Problem details:
In how many lines of the records below does the word "PersistenceError" appear? Answer with the number alone.
--- Records ---
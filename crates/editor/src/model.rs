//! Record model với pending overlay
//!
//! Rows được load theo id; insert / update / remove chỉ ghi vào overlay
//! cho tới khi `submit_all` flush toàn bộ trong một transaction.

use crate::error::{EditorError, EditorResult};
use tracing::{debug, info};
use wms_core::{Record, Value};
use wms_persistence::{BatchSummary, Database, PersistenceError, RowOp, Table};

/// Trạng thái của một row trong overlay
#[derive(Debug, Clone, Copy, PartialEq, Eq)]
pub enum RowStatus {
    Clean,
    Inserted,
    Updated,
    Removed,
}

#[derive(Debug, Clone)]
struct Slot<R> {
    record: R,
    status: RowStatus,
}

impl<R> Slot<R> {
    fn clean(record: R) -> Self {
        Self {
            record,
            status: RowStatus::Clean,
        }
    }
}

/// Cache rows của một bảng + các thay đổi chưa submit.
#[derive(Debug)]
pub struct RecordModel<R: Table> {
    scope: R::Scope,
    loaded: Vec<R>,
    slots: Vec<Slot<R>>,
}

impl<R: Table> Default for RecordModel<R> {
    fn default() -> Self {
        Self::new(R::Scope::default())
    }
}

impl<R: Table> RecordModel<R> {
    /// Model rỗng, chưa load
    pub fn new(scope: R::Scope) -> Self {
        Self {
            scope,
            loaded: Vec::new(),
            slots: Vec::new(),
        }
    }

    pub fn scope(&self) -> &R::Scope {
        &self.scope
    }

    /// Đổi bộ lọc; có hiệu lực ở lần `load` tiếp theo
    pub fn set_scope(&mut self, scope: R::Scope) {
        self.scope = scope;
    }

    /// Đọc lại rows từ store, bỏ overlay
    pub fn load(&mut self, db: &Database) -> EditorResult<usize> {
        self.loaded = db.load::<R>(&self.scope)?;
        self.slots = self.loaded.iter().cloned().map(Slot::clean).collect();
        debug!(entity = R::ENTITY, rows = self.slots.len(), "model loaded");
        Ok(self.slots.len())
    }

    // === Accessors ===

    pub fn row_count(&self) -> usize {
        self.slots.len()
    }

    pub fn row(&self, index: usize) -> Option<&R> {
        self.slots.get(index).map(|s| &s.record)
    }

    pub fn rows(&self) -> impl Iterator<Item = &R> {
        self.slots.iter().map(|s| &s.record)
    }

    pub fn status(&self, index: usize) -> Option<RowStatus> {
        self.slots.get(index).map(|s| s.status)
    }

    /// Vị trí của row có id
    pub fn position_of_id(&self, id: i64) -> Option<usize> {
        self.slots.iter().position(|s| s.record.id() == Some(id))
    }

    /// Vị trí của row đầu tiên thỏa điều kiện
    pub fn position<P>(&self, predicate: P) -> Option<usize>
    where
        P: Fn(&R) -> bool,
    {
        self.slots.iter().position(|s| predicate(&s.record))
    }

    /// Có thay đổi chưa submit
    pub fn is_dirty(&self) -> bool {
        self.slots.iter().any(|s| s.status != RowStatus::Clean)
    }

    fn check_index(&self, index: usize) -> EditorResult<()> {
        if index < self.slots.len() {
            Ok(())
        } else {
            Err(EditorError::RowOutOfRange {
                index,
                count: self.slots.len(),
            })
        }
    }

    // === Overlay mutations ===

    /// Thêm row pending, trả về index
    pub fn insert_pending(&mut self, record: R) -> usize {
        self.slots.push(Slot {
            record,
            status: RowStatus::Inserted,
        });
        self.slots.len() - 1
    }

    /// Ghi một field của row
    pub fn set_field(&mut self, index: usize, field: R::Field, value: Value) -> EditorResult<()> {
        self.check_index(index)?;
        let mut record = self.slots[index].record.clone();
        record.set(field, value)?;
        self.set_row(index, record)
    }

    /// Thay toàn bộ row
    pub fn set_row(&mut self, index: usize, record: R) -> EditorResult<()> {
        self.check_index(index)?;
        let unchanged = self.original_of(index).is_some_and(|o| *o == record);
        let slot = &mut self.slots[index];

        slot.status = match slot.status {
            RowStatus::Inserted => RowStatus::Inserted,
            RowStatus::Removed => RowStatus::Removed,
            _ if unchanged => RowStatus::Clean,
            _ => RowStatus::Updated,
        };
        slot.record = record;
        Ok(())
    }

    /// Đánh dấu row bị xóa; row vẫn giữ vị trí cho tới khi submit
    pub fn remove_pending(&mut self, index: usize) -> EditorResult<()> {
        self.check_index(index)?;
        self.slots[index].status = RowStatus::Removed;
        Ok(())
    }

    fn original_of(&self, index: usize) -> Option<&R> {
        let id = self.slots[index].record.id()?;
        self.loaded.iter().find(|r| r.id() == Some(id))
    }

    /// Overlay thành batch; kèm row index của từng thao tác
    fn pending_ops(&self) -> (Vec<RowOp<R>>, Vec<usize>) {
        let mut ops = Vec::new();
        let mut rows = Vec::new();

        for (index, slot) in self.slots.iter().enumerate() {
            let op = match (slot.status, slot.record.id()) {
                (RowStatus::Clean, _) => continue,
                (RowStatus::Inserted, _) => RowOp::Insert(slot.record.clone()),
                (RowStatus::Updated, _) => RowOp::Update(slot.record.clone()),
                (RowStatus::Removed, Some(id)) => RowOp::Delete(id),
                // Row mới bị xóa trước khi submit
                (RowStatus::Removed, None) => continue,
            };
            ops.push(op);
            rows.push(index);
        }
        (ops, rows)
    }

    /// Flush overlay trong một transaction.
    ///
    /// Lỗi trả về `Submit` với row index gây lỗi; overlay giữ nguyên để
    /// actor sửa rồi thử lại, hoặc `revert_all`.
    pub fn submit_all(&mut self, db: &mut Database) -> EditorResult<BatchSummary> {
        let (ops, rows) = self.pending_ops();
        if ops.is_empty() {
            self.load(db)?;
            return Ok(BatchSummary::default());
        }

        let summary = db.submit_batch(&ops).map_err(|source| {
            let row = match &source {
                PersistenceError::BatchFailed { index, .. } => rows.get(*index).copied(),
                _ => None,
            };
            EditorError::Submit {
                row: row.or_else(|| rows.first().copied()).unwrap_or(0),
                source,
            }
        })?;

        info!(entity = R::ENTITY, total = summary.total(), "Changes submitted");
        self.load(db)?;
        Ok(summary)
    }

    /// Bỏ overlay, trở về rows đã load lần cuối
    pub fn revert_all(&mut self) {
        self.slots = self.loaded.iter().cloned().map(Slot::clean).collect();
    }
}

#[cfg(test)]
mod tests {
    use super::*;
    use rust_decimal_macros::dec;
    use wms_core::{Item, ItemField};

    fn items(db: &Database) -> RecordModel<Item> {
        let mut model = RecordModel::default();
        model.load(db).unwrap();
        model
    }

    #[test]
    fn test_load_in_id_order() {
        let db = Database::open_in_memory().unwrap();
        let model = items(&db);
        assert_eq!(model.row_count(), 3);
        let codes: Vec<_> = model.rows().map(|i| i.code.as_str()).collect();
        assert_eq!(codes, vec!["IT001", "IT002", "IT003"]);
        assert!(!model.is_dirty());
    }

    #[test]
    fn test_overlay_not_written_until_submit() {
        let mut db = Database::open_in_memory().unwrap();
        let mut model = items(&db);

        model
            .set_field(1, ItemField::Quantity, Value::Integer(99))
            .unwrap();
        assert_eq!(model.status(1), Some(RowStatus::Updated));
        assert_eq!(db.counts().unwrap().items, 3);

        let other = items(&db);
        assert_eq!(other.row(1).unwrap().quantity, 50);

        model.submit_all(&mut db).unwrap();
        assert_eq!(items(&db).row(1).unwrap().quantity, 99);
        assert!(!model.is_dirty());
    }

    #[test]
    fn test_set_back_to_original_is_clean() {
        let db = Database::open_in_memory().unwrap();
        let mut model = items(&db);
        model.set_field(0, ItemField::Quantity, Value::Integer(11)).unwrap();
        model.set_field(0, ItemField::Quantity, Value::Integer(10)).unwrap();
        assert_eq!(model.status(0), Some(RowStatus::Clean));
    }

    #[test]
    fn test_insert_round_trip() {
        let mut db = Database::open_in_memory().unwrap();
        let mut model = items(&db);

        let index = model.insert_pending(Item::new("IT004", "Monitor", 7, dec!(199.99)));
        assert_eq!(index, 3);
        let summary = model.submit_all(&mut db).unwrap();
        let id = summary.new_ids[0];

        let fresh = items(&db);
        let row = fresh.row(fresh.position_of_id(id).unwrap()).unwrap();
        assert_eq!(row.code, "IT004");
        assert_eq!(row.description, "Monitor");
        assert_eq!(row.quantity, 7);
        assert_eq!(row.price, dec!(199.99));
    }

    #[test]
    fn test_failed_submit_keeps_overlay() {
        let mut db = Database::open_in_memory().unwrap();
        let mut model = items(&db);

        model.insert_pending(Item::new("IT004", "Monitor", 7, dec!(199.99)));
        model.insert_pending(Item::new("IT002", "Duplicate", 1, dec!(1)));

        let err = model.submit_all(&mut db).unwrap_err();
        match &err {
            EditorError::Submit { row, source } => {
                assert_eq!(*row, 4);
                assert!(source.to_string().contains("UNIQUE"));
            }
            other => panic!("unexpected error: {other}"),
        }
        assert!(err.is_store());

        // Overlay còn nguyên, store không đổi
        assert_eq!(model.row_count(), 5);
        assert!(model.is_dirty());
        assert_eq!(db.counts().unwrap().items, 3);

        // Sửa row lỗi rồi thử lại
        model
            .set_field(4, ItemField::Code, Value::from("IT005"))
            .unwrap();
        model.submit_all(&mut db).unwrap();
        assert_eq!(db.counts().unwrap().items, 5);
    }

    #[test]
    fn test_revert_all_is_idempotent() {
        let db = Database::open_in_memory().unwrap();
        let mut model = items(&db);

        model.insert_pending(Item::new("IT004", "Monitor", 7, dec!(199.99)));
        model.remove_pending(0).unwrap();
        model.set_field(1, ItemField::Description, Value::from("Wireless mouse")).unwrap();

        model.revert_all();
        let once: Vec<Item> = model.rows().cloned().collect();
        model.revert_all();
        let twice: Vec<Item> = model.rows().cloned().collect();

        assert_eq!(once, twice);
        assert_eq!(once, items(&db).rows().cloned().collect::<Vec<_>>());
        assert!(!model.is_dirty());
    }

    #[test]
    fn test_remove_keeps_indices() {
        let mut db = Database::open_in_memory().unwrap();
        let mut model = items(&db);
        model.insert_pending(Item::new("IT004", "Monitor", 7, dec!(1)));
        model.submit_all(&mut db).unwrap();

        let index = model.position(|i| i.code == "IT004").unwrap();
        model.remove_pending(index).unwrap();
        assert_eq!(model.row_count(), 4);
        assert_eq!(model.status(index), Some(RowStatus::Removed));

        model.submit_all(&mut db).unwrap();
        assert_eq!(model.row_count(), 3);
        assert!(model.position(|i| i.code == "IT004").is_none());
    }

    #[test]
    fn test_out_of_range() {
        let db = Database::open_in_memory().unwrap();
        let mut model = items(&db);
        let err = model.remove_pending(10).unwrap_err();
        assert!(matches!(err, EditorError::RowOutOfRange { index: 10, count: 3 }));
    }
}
---
Solution to this exercise:
2